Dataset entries
• • •
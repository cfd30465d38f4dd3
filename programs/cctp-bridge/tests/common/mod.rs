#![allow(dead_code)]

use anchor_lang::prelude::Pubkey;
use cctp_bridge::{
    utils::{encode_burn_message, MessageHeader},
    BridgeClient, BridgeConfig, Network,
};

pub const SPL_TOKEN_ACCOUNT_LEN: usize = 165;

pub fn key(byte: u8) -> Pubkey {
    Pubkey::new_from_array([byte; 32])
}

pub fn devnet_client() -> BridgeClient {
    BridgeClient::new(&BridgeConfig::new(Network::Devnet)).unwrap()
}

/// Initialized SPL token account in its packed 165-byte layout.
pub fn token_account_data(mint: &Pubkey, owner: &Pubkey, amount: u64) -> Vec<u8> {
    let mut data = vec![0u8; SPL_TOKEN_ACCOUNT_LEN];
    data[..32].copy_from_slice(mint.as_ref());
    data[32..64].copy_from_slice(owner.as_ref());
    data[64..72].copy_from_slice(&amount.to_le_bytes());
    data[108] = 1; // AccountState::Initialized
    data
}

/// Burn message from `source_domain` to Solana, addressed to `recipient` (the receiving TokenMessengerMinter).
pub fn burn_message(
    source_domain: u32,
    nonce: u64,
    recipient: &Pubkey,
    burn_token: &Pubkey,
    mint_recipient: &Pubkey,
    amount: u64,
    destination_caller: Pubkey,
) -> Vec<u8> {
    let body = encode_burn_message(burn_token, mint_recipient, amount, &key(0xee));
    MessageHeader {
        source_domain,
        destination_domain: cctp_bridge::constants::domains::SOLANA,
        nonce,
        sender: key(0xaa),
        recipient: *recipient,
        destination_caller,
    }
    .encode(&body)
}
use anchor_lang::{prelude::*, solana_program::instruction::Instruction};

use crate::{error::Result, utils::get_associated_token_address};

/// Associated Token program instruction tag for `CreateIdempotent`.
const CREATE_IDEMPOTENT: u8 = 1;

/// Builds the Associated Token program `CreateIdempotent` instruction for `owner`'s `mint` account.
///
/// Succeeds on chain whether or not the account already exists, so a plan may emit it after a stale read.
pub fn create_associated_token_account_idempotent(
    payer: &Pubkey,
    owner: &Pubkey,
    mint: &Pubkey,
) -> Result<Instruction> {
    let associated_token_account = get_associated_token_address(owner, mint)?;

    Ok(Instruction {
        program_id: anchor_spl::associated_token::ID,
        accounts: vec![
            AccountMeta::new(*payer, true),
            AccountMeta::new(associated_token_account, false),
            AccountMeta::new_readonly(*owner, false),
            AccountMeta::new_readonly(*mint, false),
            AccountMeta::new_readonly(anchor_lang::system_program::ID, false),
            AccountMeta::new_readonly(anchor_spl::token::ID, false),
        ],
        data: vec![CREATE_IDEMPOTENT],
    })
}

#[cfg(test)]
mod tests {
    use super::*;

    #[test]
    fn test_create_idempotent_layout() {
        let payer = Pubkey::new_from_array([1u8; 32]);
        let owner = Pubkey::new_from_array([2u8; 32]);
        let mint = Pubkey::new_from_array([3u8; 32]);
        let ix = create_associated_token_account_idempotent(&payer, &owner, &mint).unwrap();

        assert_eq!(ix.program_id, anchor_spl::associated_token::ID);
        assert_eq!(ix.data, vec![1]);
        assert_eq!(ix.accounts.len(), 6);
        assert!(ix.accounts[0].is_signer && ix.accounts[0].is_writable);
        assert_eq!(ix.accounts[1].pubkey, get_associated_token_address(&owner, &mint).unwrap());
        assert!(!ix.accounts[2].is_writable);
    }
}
• • •
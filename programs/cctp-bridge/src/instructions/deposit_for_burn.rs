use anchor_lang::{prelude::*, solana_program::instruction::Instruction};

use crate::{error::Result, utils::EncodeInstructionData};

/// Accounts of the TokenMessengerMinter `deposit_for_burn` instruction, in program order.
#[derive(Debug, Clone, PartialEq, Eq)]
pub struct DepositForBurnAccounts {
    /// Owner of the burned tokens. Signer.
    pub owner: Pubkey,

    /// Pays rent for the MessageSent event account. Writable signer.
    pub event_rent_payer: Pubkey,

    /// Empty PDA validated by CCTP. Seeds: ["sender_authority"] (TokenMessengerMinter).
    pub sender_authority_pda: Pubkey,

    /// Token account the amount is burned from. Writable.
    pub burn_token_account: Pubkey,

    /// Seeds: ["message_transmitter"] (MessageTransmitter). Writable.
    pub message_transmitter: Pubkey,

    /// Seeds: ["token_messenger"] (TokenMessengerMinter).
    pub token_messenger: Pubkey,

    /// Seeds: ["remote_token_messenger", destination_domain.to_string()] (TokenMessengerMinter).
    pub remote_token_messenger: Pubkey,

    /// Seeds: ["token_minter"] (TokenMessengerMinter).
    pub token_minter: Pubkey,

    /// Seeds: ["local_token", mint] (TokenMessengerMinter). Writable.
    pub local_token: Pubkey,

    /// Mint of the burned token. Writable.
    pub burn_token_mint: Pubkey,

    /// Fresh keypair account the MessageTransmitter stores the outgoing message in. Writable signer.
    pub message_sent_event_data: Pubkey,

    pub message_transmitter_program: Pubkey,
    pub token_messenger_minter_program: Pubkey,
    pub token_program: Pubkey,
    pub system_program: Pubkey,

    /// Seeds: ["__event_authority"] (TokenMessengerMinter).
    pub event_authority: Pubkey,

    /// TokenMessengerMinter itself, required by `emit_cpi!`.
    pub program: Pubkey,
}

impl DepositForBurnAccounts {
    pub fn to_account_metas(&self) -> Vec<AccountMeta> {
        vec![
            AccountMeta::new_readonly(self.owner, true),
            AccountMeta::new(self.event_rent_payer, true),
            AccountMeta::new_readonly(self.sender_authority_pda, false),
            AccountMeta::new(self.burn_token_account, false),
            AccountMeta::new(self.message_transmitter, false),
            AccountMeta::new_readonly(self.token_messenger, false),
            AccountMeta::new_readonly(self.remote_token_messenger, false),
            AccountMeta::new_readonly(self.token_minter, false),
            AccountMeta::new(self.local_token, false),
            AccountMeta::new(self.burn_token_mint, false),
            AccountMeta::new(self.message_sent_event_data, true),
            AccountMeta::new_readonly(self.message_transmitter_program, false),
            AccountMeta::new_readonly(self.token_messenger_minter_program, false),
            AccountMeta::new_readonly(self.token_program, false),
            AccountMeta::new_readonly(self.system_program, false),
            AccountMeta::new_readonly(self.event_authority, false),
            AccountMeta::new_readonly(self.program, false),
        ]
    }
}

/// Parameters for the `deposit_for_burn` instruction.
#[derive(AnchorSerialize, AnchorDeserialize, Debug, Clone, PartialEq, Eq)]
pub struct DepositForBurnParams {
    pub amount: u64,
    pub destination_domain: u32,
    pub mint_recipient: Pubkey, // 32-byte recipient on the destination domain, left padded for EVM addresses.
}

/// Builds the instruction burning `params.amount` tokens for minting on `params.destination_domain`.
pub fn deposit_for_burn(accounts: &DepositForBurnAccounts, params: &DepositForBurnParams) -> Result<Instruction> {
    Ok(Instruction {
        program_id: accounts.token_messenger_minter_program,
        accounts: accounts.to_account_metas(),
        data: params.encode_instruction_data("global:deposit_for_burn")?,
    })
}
• • •
| What needs to be done |
Copy the stretch of the records above that runs from the line with "use super::*;" through the line with "let mint = Pubkey::new_from_array([3u8;". Both end lines belong in the copy, and nothing else does.

| Expected output |
    use super::*;

    #[test]
    fn test_create_idempotent_layout() {
        let payer = Pubkey::new_from_array([1u8; 32]);
        let owner = Pubkey::new_from_array([2u8; 32]);
        let mint = Pubkey::new_from_array([3u8; 32]);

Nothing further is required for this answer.